The Fe–Nb and Mn–Nb systems have been thermodynamically investigated within the CALPHAD approach by combining available experimental data and the data from our ab initio calculations. Possible nonmagnetic (NM), ferromagnetic (FM) and antiferromagnetic (AFM) ordering for the end-members of the intermetallic compounds Laves C14 and μ were treated during ab initio calculations. It turns out that the local magnetic moment depends on the lattice site. The energetically most stable states of C14 at the stoichiometric compositions NbFe2 and NbMn2 exhibit the FM and NM ordering, respectively. The FM ordering can lower the total energies for most of the end members of μ in the Fe–Nb system.

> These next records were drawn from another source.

//! skylift-pool — the live executor capacity registry.
//!
//! Executors periodically advertise their spare capacity on the message
//! bus. This crate holds the authoritative, expiring view of those
//! advertisements:
//!
//! - **`advertisement`** — the `Advertisement` domain type and feature values
//! - **`messages`** — bus wire messages and their parse errors
//! - **`store`** — the `AdvertisementStore` registry (upsert, snapshot,
//!   reservation, instance bookkeeping, pruning)
//!
//! The store is the only mutable shared state in the placement core. It is
//! `Clone` (shared inner) so the bus-ingestion path and the query path can
//! hold the same registry without ambient globals.

pub mod advertisement;
pub mod messages;
pub mod store;

pub use advertisement::{Advertisement, AppId, DEFAULT_ZONE, ExecutorId, FeatureValue};
pub use messages::{AdvertisementMessage, MessageError, ShutdownMessage};
pub use store::{ADVERTISEMENT_EXPIRY, AdvertisementStore};
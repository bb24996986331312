//! Bus wire messages for the executor pool.
//!
//! Payloads arrive as JSON objects; unknown keys are ignored. A payload
//! failing shape or type validation is a parse error the ingestion path
//! logs and drops — it never changes stored state.

use serde::Deserialize;
use std::collections::HashMap;
use std::time::Instant;
use thiserror::Error;

use crate::advertisement::{Advertisement, DEFAULT_ZONE, FeatureValue};

/// Errors from decoding a bus payload.
#[derive(Debug, Error)]
pub enum MessageError {
    #[error("malformed bus message: {0}")]
    Malformed(#[from] serde_json::Error),
}

/// An inbound capacity advertisement.
#[derive(Debug, Clone, Deserialize)]
pub struct AdvertisementMessage {
    pub executor_id: String,
    pub stacks: Vec<String>,
    pub available_memory: u64,
    /// Executors that do not report disk are treated as unbounded.
    #[serde(default = "unbounded_disk")]
    pub available_disk: u64,
    pub app_id_to_count: HashMap<String, u32>,
    #[serde(default)]
    pub placement_zone: Option<String>,
    #[serde(default, rename = "dea_features")]
    pub features: Option<HashMap<String, FeatureValue>>,
}

fn unbounded_disk() -> u64 {
    u64::MAX
}

impl AdvertisementMessage {
    pub fn parse(payload: &serde_json::Value) -> Result<Self, MessageError> {
        Ok(serde_json::from_value(payload.clone())?)
    }

    /// Build the stored form, stamping the receipt time.
    pub fn into_advertisement(self, received_at: Instant) -> Advertisement {
        Advertisement {
            executor_id: self.executor_id,
            stacks: self.stacks,
            available_memory: self.available_memory,
            available_disk: self.available_disk,
            app_counts: self.app_id_to_count,
            zone: self.placement_zone.unwrap_or_else(|| DEFAULT_ZONE.to_string()),
            features: self.features,
            received_at,
        }
    }
}

/// An inbound executor shutdown notice. Every field other than the
/// executor id is ignored.
#[derive(Debug, Clone, Deserialize)]
pub struct ShutdownMessage {
    pub executor_id: String,
}

impl ShutdownMessage {
    pub fn parse(payload: &serde_json::Value) -> Result<Self, MessageError> {
        Ok(serde_json::from_value(payload.clone())?)
    }
}
//! skylift-staging — the staging-completion feedback loop.
//!
//! The build/staging subsystem reports success or failure of preparing an
//! application over the bus. This crate consumes those reports and drives
//! the application's run-or-fail transition exactly once per staging task:
//!
//! - **`messages`** — the staging-completion payload schema
//! - **`backend`** — collaborator seams: application directory, the
//!   direct-desire execution backend, the instance launcher, and the
//!   operator event sink
//! - **`handler`** — `StagingCompletionHandler`, the guarded state machine
//!
//! The handler owns only the validated state transition; execution
//! mechanics live behind the seams.

pub mod backend;
pub mod handler;
pub mod messages;

pub use backend::{
    AppSnapshot, ApplicationDirectory, DesireBackend, InstanceLauncher, OperatorEventSink,
};
pub use handler::{STAGING_FINISHED_SUBJECT, StagingCompletionHandler};
pub use messages::{StagingFailure, StagingMessageError, StagingOutcome, StagingSuccess};
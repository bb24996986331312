//! In-process bus implementation.
//!
//! Delivers each published payload to every subscriber of the subject,
//! in subscription order, awaiting each handler before the next. Good
//! enough for single-process wiring and for tests; a networked bus
//! client implements the same trait in production.

use std::collections::HashMap;

use async_trait::async_trait;
use serde_json::Value;
use tokio::sync::RwLock;
use tracing::debug;

use crate::{MessageBus, MessageHandler};

pub struct InProcessBus {
    subscriptions: RwLock<HashMap<String, Vec<MessageHandler>>>,
}

impl InProcessBus {
    pub fn new() -> Self {
        Self {
            subscriptions: RwLock::new(HashMap::new()),
        }
    }
}

impl Default for InProcessBus {
    fn default() -> Self {
        Self::new()
    }
}

#[async_trait]
impl MessageBus for InProcessBus {
    async fn subscribe(&self, subject: &str, handler: MessageHandler) {
        let mut subscriptions = self.subscriptions.write().await;
        subscriptions.entry(subject.to_string()).or_default().push(handler);
    }

    async fn publish(&self, subject: &str, payload: Value) {
        let handlers = {
            let subscriptions = self.subscriptions.read().await;
            subscriptions.get(subject).cloned()
        };

        match handlers {
            Some(handlers) => {
                for handler in handlers {
                    handler(payload.clone()).await;
                }
            }
            None => debug!(%subject, "publish with no subscribers"),
        }
    }
}
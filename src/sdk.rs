use serde_json::Value;
use std::collections::HashMap;
use std::sync::{Arc, Mutex, MutexGuard, RwLock};

/// Events the widget runtime emits through its `on` mechanism.
pub mod events {
    pub const WIDGET_OPENED: &str = "widget_opened";
    pub const WIDGET_CLOSED: &str = "widget_closed";
}

/// Listener registered on the widget runtime. Compared by identity in
/// `off`, so keep the `Arc` around to unregister later.
pub type EventCallback = Arc<dyn Fn(Value) + Send + Sync>;

/// One-shot callback invoked once the widget reports itself loaded.
pub type ReadyCallback = Box<dyn FnOnce() + Send>;

/// Method table of the external widget runtime.
///
/// The runtime is owned by the external script, not by this crate; the
/// manager only ever borrows a handle to it through [`SdkSlot`].
pub trait WidgetSdk: Send + Sync {
    fn open(&self);
    fn close(&self);
    fn toggle(&self);
    fn is_open(&self) -> bool;
    fn send_message(&self, text: &str, conversation_id: Option<&str>);
    fn show_greeting(&self, message: Option<&str>);
    fn hide_greeting(&self);
    fn config(&self) -> serde_json::Map<String, Value>;
    fn set_debug(&self, enabled: bool);
    fn on(&self, event: &str, callback: EventCallback);
    fn off(&self, event: &str, callback: &EventCallback);
    fn emit(&self, event: &str, data: Option<Value>);
    fn ready(&self, callback: ReadyCallback);
    fn track(&self, event_name: &str, properties: Option<Value>);
}

/// The page's global namespace slot for the widget runtime.
///
/// Externally owned and nullable: the external script installs the runtime
/// at some unspecified point after load, and the manager only reads it.
/// Clones share the slot, mirroring how every mount on one page sees the
/// same global object.
#[derive(Clone, Default)]
pub struct SdkSlot {
    inner: Arc<RwLock<Option<Arc<dyn WidgetSdk>>>>,
}

impl SdkSlot {
    pub fn new() -> Self {
        Self::default()
    }

    pub fn install(&self, sdk: Arc<dyn WidgetSdk>) {
        let mut guard = match self.inner.write() {
            Ok(guard) => guard,
            Err(poisoned) => poisoned.into_inner(),
        };
        *guard = Some(sdk);
    }

    pub fn clear(&self) {
        let mut guard = match self.inner.write() {
            Ok(guard) => guard,
            Err(poisoned) => poisoned.into_inner(),
        };
        *guard = None;
    }

    pub fn get(&self) -> Option<Arc<dyn WidgetSdk>> {
        match self.inner.read() {
            Ok(guard) => guard.clone(),
            Err(poisoned) => poisoned.into_inner().clone(),
        }
    }

    pub fn is_installed(&self) -> bool {
        self.get().is_some()
    }
}

fn lock<T>(mutex: &Mutex<T>) -> MutexGuard<'_, T> {
    mutex.lock().unwrap_or_else(|poisoned| poisoned.into_inner())
}

/// In-process runtime with a real listener registry.
///
/// Stands in for the external script in tests and host-side integration
/// suites: `open`/`close` flip the open flag and emit the matching events,
/// sent messages and tracked events are recorded for assertions.
#[derive(Default)]
pub struct StubWidgetSdk {
    open: Mutex<bool>,
    debug: Mutex<bool>,
    config: Mutex<serde_json::Map<String, Value>>,
    listeners: Mutex<HashMap<String, Vec<EventCallback>>>,
    messages: Mutex<Vec<(String, Option<String>)>>,
    tracked: Mutex<Vec<(String, Option<Value>)>>,
}

impl StubWidgetSdk {
    pub fn new() -> Self {
        Self::default()
    }

    pub fn with_config(config: serde_json::Map<String, Value>) -> Self {
        let stub = Self::default();
        *lock(&stub.config) = config;
        stub
    }

    pub fn sent_messages(&self) -> Vec<(String, Option<String>)> {
        lock(&self.messages).clone()
    }

    pub fn tracked_events(&self) -> Vec<(String, Option<Value>)> {
        lock(&self.tracked).clone()
    }

    pub fn debug_enabled(&self) -> bool {
        *lock(&self.debug)
    }

    fn dispatch(&self, event: &str, data: Value) {
        // Snapshot under the lock, invoke outside it: a listener may
        // re-enter on/off/emit.
        let callbacks: Vec<EventCallback> = lock(&self.listeners)
            .get(event)
            .cloned()
            .unwrap_or_default();
        for callback in callbacks {
            callback(data.clone());
        }
    }
}

impl WidgetSdk for StubWidgetSdk {
    fn open(&self) {
        *lock(&self.open) = true;
        self.dispatch(events::WIDGET_OPENED, Value::Null);
    }

    fn close(&self) {
        *lock(&self.open) = false;
        self.dispatch(events::WIDGET_CLOSED, Value::Null);
    }

    fn toggle(&self) {
        if self.is_open() {
            self.close();
        } else {
            self.open();
        }
    }

    fn is_open(&self) -> bool {
        *lock(&self.open)
    }

    fn send_message(&self, text: &str, conversation_id: Option<&str>) {
        lock(&self.messages).push((text.to_string(), conversation_id.map(str::to_string)));
    }

    fn show_greeting(&self, _message: Option<&str>) {}

    fn hide_greeting(&self) {}

    fn config(&self) -> serde_json::Map<String, Value> {
        lock(&self.config).clone()
    }

    fn set_debug(&self, enabled: bool) {
        *lock(&self.debug) = enabled;
    }

    fn on(&self, event: &str, callback: EventCallback) {
        lock(&self.listeners)
            .entry(event.to_string())
            .or_default()
            .push(callback);
    }

    fn off(&self, event: &str, callback: &EventCallback) {
        if let Some(callbacks) = lock(&self.listeners).get_mut(event) {
            callbacks.retain(|registered| !Arc::ptr_eq(registered, callback));
        }
    }

    fn emit(&self, event: &str, data: Option<Value>) {
        self.dispatch(event, data.unwrap_or(Value::Null));
    }

    fn ready(&self, callback: ReadyCallback) {
        // The stub is always "loaded".
        callback();
    }

    fn track(&self, event_name: &str, properties: Option<Value>) {
        lock(&self.tracked).push((event_name.to_string(), properties));
    }
}

#[cfg(test)]
mod tests {
    use super::*;
    use std::sync::atomic::{AtomicUsize, Ordering};

    #[test]
    fn slot_starts_empty_and_shares_installs() {
        let slot = SdkSlot::new();
        let alias = slot.clone();
        assert!(!slot.is_installed());

        slot.install(Arc::new(StubWidgetSdk::new()));
        assert!(alias.is_installed());

        alias.clear();
        assert!(slot.get().is_none());
    }

    #[test]
    fn open_close_flip_state_and_emit() {
        let sdk = StubWidgetSdk::new();
        let opened = Arc::new(AtomicUsize::new(0));
        let counter = opened.clone();
        sdk.on(
            events::WIDGET_OPENED,
            Arc::new(move |_| {
                counter.fetch_add(1, Ordering::SeqCst);
            }),
        );

        sdk.open();
        assert!(sdk.is_open());
        assert_eq!(opened.load(Ordering::SeqCst), 1);

        sdk.close();
        assert!(!sdk.is_open());

        sdk.toggle();
        assert!(sdk.is_open());
        assert_eq!(opened.load(Ordering::SeqCst), 2);
    }

    #[test]
    fn off_unregisters_by_identity() {
        let sdk = StubWidgetSdk::new();
        let hits = Arc::new(AtomicUsize::new(0));
        let counter = hits.clone();
        let callback: EventCallback = Arc::new(move |_| {
            counter.fetch_add(1, Ordering::SeqCst);
        });

        sdk.on("message_received", callback.clone());
        sdk.emit("message_received", Some(serde_json::json!({"text": "hi"})));
        assert_eq!(hits.load(Ordering::SeqCst), 1);

        sdk.off("message_received", &callback);
        sdk.emit("message_received", None);
        assert_eq!(hits.load(Ordering::SeqCst), 1);
    }

    #[test]
    fn records_messages_and_tracked_events() {
        let sdk = StubWidgetSdk::new();
        sdk.send_message("hello", Some("conv-1"));
        sdk.track("signup_clicked", Some(serde_json::json!({"plan": "pro"})));

        assert_eq!(
            sdk.sent_messages(),
            vec![("hello".to_string(), Some("conv-1".to_string()))]
        );
        assert_eq!(sdk.tracked_events()[0].0, "signup_clicked");
    }

    #[test]
    fn ready_fires_immediately() {
        let sdk = StubWidgetSdk::new();
        let fired = Arc::new(AtomicUsize::new(0));
        let counter = fired.clone();
        sdk.ready(Box::new(move || {
            counter.fetch_add(1, Ordering::SeqCst);
        }));
        assert_eq!(fired.load(Ordering::SeqCst), 1);
    }
}
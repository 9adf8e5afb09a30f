use crate::config::WidgetConfig;
use crate::manager::WidgetManager;
use crate::page::Page;
use crate::sdk::SdkSlot;
use axum::body::{Body, to_bytes};
use axum::extract::{Request, State};
use axum::middleware::Next;
use axum::response::Response;
use http::header;
use std::sync::Arc;
use tracing::error;

/// Inject the widget script element into a server-rendered HTML document.
///
/// Runs the full initialization pipeline (id validation, duplicate check,
/// attribute serialization) and returns the serialized document. On an
/// invalid configuration or a pre-existing script the input document comes
/// back without a new element — the embed never breaks the page it rides on.
pub fn inject_into_html(html: &str, config: &WidgetConfig) -> String {
    let page = Page::parse(html);
    let mut manager = WidgetManager::new(page.clone(), SdkSlot::new());
    manager.initialize(config);
    page.to_html()
}

/// Axum middleware that rewrites successful `text/html` responses to carry
/// the widget script. Everything else passes through untouched.
///
/// ```no_run
/// use axum::{Router, middleware, response::Html, routing::get};
/// use bubblav_embed::{WidgetConfig, serve::inject_widget};
/// use std::sync::Arc;
///
/// let config = Arc::new(WidgetConfig::new("abc123"));
/// let app: Router = Router::new()
///     .route("/", get(|| async { Html("<html><body></body></html>") }))
///     .layer(middleware::from_fn_with_state(config, inject_widget));
/// ```
pub async fn inject_widget(
    State(config): State<Arc<WidgetConfig>>,
    request: Request,
    next: Next,
) -> Response {
    let response = next.run(request).await;
    if !response.status().is_success() || !is_html(&response) {
        return response;
    }

    let (mut parts, body) = response.into_parts();
    let bytes = match to_bytes(body, usize::MAX).await {
        Ok(bytes) => bytes,
        Err(err) => {
            error!(?err, "failed to buffer html response for widget injection");
            return Response::from_parts(parts, Body::empty());
        }
    };

    match std::str::from_utf8(&bytes) {
        Ok(html) => {
            let injected = inject_into_html(html, &config);
            parts.headers.remove(header::CONTENT_LENGTH);
            Response::from_parts(parts, Body::from(injected))
        }
        // Declared text/html but not UTF-8; leave it alone.
        Err(_) => Response::from_parts(parts, Body::from(bytes)),
    }
}

fn is_html(response: &Response) -> bool {
    response
        .headers()
        .get(header::CONTENT_TYPE)
        .and_then(|value| value.to_str().ok())
        .is_some_and(|value| value.starts_with("text/html"))
}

The energy of formation for the “hypothetical” end-members of μ, due to the sublattice model used for modeling the ternary solubility, was also calculated by ab initio and incorporated into the modeling of the phase. μ is predicted to be marginally stable in the Mn–Nb binary system. Compared to the conventional treatment for the end-members of C14, the introduction of physically based parameters from ab initio calculations makes the thermodynamic optimization process simpler, more effective and more reliable in the Mn–Nb binary system. The obtained thermodynamic parameters for Fe–Nb and Mn–Nb systems can describe the reliable experimental data well. The thermodynamic description for the ternary Fe–Mn–Nb system is then extrapolated for the first time from the three binary edges and the data from our ab initio calculations. Several isothermal sections, the liquidus projection and the reaction scheme have been predicted accordingly.